The first thing to do is go here, and read through the post, particularly the transcript of the Q&A at the bottom. Tim Keller is at Covenant, and is asked a very good question about homosexuality. In the course of his answer, Keller says that there is no question about where Redeemer stands on the question (which I am happy to accept). Their position is the biblical position. But what this does is raise questions about evangelism, faithful witness, and moral courage. It raises questions about the strategic value of an evangelistic and apologetic strategy that is not prepared to confront, directly, some of the central sins of the people you are addressing.
And by “confronting sin,” I do not intend to commend the kind of preaching that gets its jollies from calling other people sinners. That is a problem, but it has to be confessed that in this age, this era, it is not our problem. We should want to preach about the central sins because as preachers of the gospel, we have scattered through the dungeons, with our gospel keys. In that circumstance, why wouldn’t we want to unlock the biggest and thickest chains?
But instead we are like Lot’s pastor in Sodom, who gradually over time saw his sermons get diluted into bland blessings and blander bromides. At the end, he may have wondered how that ever happened. Or, more likely, he may never have wondered. Although he may have wondered, at one point, what that odd glow outside his study window was.
The second thing is to refer you back to this post. In it, I make reference to the
problem faced by evangelical big city pastors, and this is it in a nutshell. If a surgeon wants to do gospel work on the heart, he has to first open the patient up — and nothing will do for that but the knife of the law. Without that, evangelical preachers are reduced to applying their treatments of the heart through various forms of accupressure.

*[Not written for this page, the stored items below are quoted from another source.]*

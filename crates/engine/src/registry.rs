//! Address registry: the set of tracked addresses and their display labels.
//!
//! Persisted as a flat JSON object (`{"0xabc…": "label"}`), loaded once at
//! startup and rewritten on every mutation. Keys are stored in canonical
//! lowercase form.

use std::collections::BTreeMap;
use std::path::{Path, PathBuf};
use std::sync::Arc;

use parking_lot::RwLock;

use burstwatch_common::address::{canonicalize, normalize};
use burstwatch_common::error::AppError;
use burstwatch_common::types::TrackedAddress;

/// Shared handle to the tracked-address registry.
#[derive(Clone)]
pub struct AddressRegistry {
    path: PathBuf,
    entries: Arc<RwLock<BTreeMap<String, String>>>,
}

impl AddressRegistry {
    /// Load the registry from `path`. A missing file yields an empty registry.
    ///
    /// Entries whose address fails validation are skipped with a warning.
    pub fn load(path: impl AsRef<Path>) -> Result<Self, AppError> {
        let path = path.as_ref().to_path_buf();

        let raw: BTreeMap<String, String> = match std::fs::read_to_string(&path) {
            Ok(contents) if contents.trim().is_empty() => BTreeMap::new(),
            Ok(contents) => serde_json::from_str(&contents)?,
            Err(e) if e.kind() == std::io::ErrorKind::NotFound => {
                tracing::info!(path = %path.display(), "No registry file found, starting empty");
                BTreeMap::new()
            }
            Err(e) => return Err(e.into()),
        };

        let mut entries = BTreeMap::new();
        for (address, label) in raw {
            match canonicalize(&address) {
                Ok(canonical) => {
                    entries.insert(canonical, label);
                }
                Err(e) => {
                    tracing::warn!(address = %address, error = %e, "Skipping invalid registry entry");
                }
            }
        }

        tracing::info!(
            path = %path.display(),
            addresses = entries.len(),
            "Address registry loaded"
        );

        Ok(Self {
            path,
            entries: Arc::new(RwLock::new(entries)),
        })
    }

    /// Write the current entries back to disk.
    ///
    /// Holds the write guard for the whole write so concurrent saves never
    /// share the temp file.
    pub fn save(&self) -> Result<(), AppError> {
        let entries = self.entries.write();
        Self::persist(&self.path, &entries)
    }

    /// Write a sibling temp file and rename it over the target, so a crash
    /// never leaves a truncated registry. Callers hold the write guard.
    fn persist(path: &Path, entries: &BTreeMap<String, String>) -> Result<(), AppError> {
        let json = serde_json::to_string_pretty(entries)?;

        let tmp = path.with_extension("json.tmp");
        std::fs::write(&tmp, json)?;
        std::fs::rename(&tmp, path)?;
        Ok(())
    }

    /// Validate, canonicalize and persist a new (or relabelled) address.
    ///
    /// The in-memory change is rolled back if persisting fails.
    pub fn register(&self, address: &str, label: &str) -> Result<TrackedAddress, AppError> {
        let canonical = canonicalize(address)?;
        let label = label.trim().to_string();

        // Insert, persist and rollback happen under one guard.
        let mut entries = self.entries.write();
        let previous = entries.insert(canonical.clone(), label.clone());

        if let Err(e) = Self::persist(&self.path, &entries) {
            match previous {
                Some(old) => entries.insert(canonical.clone(), old),
                None => entries.remove(&canonical),
            };
            return Err(e);
        }
        drop(entries);

        tracing::info!(address = %canonical, label = %label, "Address registered");

        Ok(TrackedAddress {
            address: canonical,
            label,
        })
    }

    /// Display label of an address, if tracked.
    pub fn label(&self, address: &str) -> Option<String> {
        self.entries.read().get(&normalize(address)).cloned()
    }

    /// Label of an address, falling back to the address itself.
    pub fn display_name(&self, address: &str) -> String {
        self.label(address)
            .filter(|l| !l.is_empty())
            .unwrap_or_else(|| address.to_string())
    }

    pub fn contains(&self, address: &str) -> bool {
        self.entries.read().contains_key(&normalize(address))
    }

    /// All tracked addresses in canonical form.
    pub fn addresses(&self) -> Vec<String> {
        self.entries.read().keys().cloned().collect()
    }

    /// All tracked addresses with labels, sorted by address.
    pub fn entries(&self) -> Vec<TrackedAddress> {
        self.entries
            .read()
            .iter()
            .map(|(address, label)| TrackedAddress {
                address: address.clone(),
                label: label.clone(),
            })
            .collect()
    }

    pub fn len(&self) -> usize {
        self.entries.read().len()
    }

    pub fn is_empty(&self) -> bool {
        self.entries.read().is_empty()
    }

    pub fn path(&self) -> &Path {
        &self.path
    }
}

#[cfg(test)]
mod tests {
    use super::*;

    const ADDR: &str = "0xAb5801a7D398351b8bE11C439e05C5B3259aeC9B";
    const ADDR_LOWER: &str = "0xab5801a7d398351b8be11c439e05c5b3259aec9b";

    #[test]
    fn test_missing_file_is_empty() {
        let dir = tempfile::tempdir().unwrap();
        let registry = AddressRegistry::load(dir.path().join("wallets.json")).unwrap();
        assert!(registry.is_empty());
    }

    #[test]
    fn test_register_canonicalizes_and_persists() {
        let dir = tempfile::tempdir().unwrap();
        let path = dir.path().join("wallets.json");
        let registry = AddressRegistry::load(&path).unwrap();

        let tracked = registry.register(ADDR, " hot wallet ").unwrap();
        assert_eq!(tracked.address, ADDR_LOWER);
        assert_eq!(tracked.label, "hot wallet");
        assert!(registry.contains(ADDR));
        assert_eq!(registry.label(ADDR).as_deref(), Some("hot wallet"));

        let reloaded = AddressRegistry::load(&path).unwrap();
        assert_eq!(reloaded.addresses(), vec![ADDR_LOWER.to_string()]);
        assert_eq!(reloaded.label(ADDR_LOWER).as_deref(), Some("hot wallet"));
    }

    #[test]
    fn test_register_rejects_malformed_address() {
        let dir = tempfile::tempdir().unwrap();
        let registry = AddressRegistry::load(dir.path().join("wallets.json")).unwrap();

        let err = registry.register("0x1234", "bad").unwrap_err();
        assert!(matches!(err, AppError::Validation(_)));
        assert!(registry.is_empty());
    }

    #[test]
    fn test_register_rolls_back_when_save_fails() {
        let dir = tempfile::tempdir().unwrap();
        let registry =
            AddressRegistry::load(dir.path().join("missing-dir").join("wallets.json")).unwrap();

        assert!(registry.register(ADDR, "label").is_err());
        assert!(registry.is_empty());
    }

    #[test]
    fn test_concurrent_registrations_all_persist() {
        for _ in 0..20 {
            let dir = tempfile::tempdir().unwrap();
            let path = dir.path().join("wallets.json");
            let registry = AddressRegistry::load(&path).unwrap();

            let handles: Vec<_> = (1..=8u8)
                .map(|i| {
                    let registry = registry.clone();
                    std::thread::spawn(move || {
                        registry.register(&format!("0x{:040x}", i), &format!("wallet {i}"))
                    })
                })
                .collect();
            for handle in handles {
                assert!(handle.join().unwrap().is_ok());
            }

            let reloaded = AddressRegistry::load(&path).unwrap();
            assert_eq!(reloaded.len(), 8);
            assert_eq!(
                reloaded.label(&format!("0x{:040x}", 5)).as_deref(),
                Some("wallet 5")
            );
        }
    }

    #[test]
    fn test_load_skips_invalid_and_canonicalizes_keys() {
        let dir = tempfile::tempdir().unwrap();
        let path = dir.path().join("wallets.json");
        std::fs::write(
            &path,
            format!(r#"{{"{ADDR}": "checksummed", "not-an-address": "junk"}}"#),
        )
        .unwrap();

        let registry = AddressRegistry::load(&path).unwrap();
        assert_eq!(registry.len(), 1);
        assert_eq!(registry.label(ADDR_LOWER).as_deref(), Some("checksummed"));
    }

    #[test]
    fn test_load_rejects_corrupt_file() {
        let dir = tempfile::tempdir().unwrap();
        let path = dir.path().join("wallets.json");
        std::fs::write(&path, "[1, 2").unwrap();

        let err = AddressRegistry::load(&path).err().unwrap();
        assert!(matches!(err, AppError::Serialization(_)));
    }

    #[test]
    fn test_display_name_falls_back_to_address() {
        let dir = tempfile::tempdir().unwrap();
        let registry = AddressRegistry::load(dir.path().join("wallets.json")).unwrap();
        registry.register(ADDR, "").unwrap();

        assert_eq!(registry.display_name(ADDR_LOWER), ADDR_LOWER);
        assert_eq!(
            registry.display_name("0x0000000000000000000000000000000000000001"),
            "0x0000000000000000000000000000000000000001"
        );
    }
}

Relevant gospel ministry, relevant evangelistic ministry, is willing for the rich young ruler to go away saddened. It is willing for riots designed to get you and your message out of town. I have written recently about the utter irrelevance of an undue concern for relevance. Out of all the practicing homosexuals in Manhattan, are there none who want to hear liberty proclaimed to the captives? Out of all the professing Christians who struggle with same-sex temptations, should they not be able to hear clear, biblical instruction about what they should do with their temptations? Would that not be relevant? Yes, it would be, and precisely because it was relevant, the enemies of sexual liberty (that liberty which is enjoyed over decades between one man and one woman) would create a political stink.
I am not on the warpath against Keller. I think he has done a lot of fine work. But when it comes to this issue of sex and the city, I believe his strategic thinking is misguided in the extreme. Instead of being held up as a model for young seminarians, at this point Redeemer should be held up as a cautionary tale. Why? Because backrubs won’t work with heart disease.